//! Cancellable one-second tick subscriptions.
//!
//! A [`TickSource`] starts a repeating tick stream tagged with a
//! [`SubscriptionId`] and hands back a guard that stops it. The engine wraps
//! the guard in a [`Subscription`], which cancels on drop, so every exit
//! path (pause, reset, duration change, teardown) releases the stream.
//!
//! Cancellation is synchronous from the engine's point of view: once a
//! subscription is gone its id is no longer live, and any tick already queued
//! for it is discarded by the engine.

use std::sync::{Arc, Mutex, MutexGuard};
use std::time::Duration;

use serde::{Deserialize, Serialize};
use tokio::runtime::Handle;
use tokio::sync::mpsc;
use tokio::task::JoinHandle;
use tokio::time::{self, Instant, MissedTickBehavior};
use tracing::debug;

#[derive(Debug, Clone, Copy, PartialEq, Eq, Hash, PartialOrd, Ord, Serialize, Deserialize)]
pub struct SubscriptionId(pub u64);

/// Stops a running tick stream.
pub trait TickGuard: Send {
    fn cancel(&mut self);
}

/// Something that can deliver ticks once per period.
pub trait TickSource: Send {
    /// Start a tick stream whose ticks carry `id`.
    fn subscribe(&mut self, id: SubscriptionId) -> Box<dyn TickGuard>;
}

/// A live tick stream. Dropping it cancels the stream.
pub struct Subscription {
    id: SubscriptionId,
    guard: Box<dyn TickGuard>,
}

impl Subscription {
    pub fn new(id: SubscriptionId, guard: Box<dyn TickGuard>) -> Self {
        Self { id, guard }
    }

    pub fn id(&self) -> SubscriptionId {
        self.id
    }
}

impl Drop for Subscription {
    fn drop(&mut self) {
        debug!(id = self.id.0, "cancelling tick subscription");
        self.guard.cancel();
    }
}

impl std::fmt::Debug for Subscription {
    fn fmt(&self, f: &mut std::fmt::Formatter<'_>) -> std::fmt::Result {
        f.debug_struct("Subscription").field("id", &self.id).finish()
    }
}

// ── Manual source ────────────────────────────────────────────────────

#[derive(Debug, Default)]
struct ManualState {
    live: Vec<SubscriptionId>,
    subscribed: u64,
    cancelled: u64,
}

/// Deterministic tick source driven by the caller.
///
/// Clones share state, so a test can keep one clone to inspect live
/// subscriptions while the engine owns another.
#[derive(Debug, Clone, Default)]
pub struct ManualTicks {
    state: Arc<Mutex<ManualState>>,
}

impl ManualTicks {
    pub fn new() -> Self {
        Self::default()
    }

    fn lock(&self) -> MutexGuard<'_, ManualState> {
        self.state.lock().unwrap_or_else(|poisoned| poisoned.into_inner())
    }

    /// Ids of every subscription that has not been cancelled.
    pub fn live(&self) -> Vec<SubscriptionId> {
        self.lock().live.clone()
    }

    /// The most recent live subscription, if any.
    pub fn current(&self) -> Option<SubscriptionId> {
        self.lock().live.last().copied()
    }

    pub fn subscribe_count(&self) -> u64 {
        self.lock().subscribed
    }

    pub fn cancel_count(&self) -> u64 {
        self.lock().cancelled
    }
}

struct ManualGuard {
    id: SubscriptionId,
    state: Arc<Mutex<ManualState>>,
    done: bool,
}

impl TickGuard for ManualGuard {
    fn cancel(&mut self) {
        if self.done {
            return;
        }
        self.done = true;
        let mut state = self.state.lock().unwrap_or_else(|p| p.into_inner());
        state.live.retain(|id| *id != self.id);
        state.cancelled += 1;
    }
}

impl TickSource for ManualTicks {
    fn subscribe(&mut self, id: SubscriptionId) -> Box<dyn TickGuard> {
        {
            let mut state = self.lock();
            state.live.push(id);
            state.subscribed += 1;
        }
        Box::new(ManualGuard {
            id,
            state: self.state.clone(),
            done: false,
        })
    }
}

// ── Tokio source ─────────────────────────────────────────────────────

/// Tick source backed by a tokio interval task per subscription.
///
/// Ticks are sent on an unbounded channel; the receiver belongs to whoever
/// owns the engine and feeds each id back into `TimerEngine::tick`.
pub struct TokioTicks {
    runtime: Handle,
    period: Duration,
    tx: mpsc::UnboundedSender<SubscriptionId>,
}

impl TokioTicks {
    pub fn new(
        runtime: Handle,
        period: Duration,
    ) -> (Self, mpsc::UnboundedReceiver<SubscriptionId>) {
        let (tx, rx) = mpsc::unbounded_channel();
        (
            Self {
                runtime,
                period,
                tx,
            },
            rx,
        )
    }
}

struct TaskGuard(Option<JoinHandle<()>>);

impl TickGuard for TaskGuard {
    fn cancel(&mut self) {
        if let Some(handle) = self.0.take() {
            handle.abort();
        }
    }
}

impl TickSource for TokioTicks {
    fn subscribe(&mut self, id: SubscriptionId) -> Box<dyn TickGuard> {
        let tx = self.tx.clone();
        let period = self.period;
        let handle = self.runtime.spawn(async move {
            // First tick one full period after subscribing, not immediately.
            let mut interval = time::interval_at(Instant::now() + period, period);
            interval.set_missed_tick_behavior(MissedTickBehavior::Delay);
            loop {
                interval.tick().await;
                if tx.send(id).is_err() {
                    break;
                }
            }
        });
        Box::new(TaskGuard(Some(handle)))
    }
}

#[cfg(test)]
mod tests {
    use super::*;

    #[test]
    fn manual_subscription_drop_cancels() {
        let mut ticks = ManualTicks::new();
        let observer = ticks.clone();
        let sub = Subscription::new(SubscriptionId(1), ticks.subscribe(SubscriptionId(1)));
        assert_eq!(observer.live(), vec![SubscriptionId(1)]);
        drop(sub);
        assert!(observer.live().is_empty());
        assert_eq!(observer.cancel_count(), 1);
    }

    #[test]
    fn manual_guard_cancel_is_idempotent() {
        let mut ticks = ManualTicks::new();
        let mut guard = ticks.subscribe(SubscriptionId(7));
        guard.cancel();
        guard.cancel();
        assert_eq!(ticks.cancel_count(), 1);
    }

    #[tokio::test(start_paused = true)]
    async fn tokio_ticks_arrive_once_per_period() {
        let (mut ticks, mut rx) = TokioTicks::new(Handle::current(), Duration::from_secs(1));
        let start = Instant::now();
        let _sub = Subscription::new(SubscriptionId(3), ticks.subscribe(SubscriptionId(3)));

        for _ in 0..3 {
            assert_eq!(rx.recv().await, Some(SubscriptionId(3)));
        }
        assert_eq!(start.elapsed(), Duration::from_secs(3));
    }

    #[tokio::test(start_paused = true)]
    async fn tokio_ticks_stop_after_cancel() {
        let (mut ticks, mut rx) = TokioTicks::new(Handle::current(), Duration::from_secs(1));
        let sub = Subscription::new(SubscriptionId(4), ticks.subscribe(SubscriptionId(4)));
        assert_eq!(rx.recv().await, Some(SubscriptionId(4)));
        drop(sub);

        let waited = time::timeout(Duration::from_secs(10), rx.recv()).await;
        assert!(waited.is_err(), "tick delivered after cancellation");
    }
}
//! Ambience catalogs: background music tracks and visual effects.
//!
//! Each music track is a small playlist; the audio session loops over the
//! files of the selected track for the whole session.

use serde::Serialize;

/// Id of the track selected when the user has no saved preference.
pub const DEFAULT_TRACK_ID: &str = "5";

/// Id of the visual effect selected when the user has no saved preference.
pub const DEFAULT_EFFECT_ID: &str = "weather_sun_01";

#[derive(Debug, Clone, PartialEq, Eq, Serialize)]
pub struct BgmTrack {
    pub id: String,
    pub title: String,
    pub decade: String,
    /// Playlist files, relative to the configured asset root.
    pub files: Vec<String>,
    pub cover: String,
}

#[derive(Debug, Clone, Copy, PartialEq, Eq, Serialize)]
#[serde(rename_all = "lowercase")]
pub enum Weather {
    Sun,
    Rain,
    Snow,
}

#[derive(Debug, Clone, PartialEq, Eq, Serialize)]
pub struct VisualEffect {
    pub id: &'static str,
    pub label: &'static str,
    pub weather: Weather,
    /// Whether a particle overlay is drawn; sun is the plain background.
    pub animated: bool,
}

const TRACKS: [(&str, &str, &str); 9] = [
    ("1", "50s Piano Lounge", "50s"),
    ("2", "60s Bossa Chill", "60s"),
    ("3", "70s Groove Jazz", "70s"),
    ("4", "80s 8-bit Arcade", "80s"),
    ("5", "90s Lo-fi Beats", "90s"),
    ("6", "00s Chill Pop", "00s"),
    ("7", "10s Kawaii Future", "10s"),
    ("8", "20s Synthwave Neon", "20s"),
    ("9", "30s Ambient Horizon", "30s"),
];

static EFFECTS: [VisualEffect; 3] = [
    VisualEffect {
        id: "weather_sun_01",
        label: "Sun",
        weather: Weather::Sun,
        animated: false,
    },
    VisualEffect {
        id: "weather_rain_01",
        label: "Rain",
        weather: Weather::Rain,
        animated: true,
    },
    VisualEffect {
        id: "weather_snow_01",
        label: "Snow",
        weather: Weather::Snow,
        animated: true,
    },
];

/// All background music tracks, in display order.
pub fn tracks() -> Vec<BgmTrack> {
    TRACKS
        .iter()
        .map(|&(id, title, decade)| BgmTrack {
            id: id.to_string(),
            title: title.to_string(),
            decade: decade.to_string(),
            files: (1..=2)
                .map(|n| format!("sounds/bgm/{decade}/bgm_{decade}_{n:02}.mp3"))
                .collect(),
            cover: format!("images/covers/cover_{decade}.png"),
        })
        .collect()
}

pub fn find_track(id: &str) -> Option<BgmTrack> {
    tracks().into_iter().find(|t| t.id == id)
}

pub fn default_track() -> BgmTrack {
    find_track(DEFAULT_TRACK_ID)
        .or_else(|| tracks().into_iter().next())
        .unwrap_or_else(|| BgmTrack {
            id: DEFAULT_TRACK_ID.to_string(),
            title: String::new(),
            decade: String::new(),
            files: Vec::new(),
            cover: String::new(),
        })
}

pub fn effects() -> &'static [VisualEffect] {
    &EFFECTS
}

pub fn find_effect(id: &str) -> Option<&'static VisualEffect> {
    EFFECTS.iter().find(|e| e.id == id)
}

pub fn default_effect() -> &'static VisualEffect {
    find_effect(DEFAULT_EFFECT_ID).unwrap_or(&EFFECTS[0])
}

PROBLEM TO WORK ON>
Please output the lines of the listing above that fall in the stretch from the one with "pub fn new(id: SubscriptionId, guard: Box<dyn" through the one with "impl std::fmt::Debug for", exactly and only those.

RESULT BELOW>
    pub fn new(id: SubscriptionId, guard: Box<dyn TickGuard>) -> Self {
        Self { id, guard }
    }

    pub fn id(&self) -> SubscriptionId {
        self.id
    }
}

impl Drop for Subscription {
    fn drop(&mut self) {
        debug!(id = self.id.0, "cancelling tick subscription");
        self.guard.cancel();
    }
}

impl std::fmt::Debug for Subscription {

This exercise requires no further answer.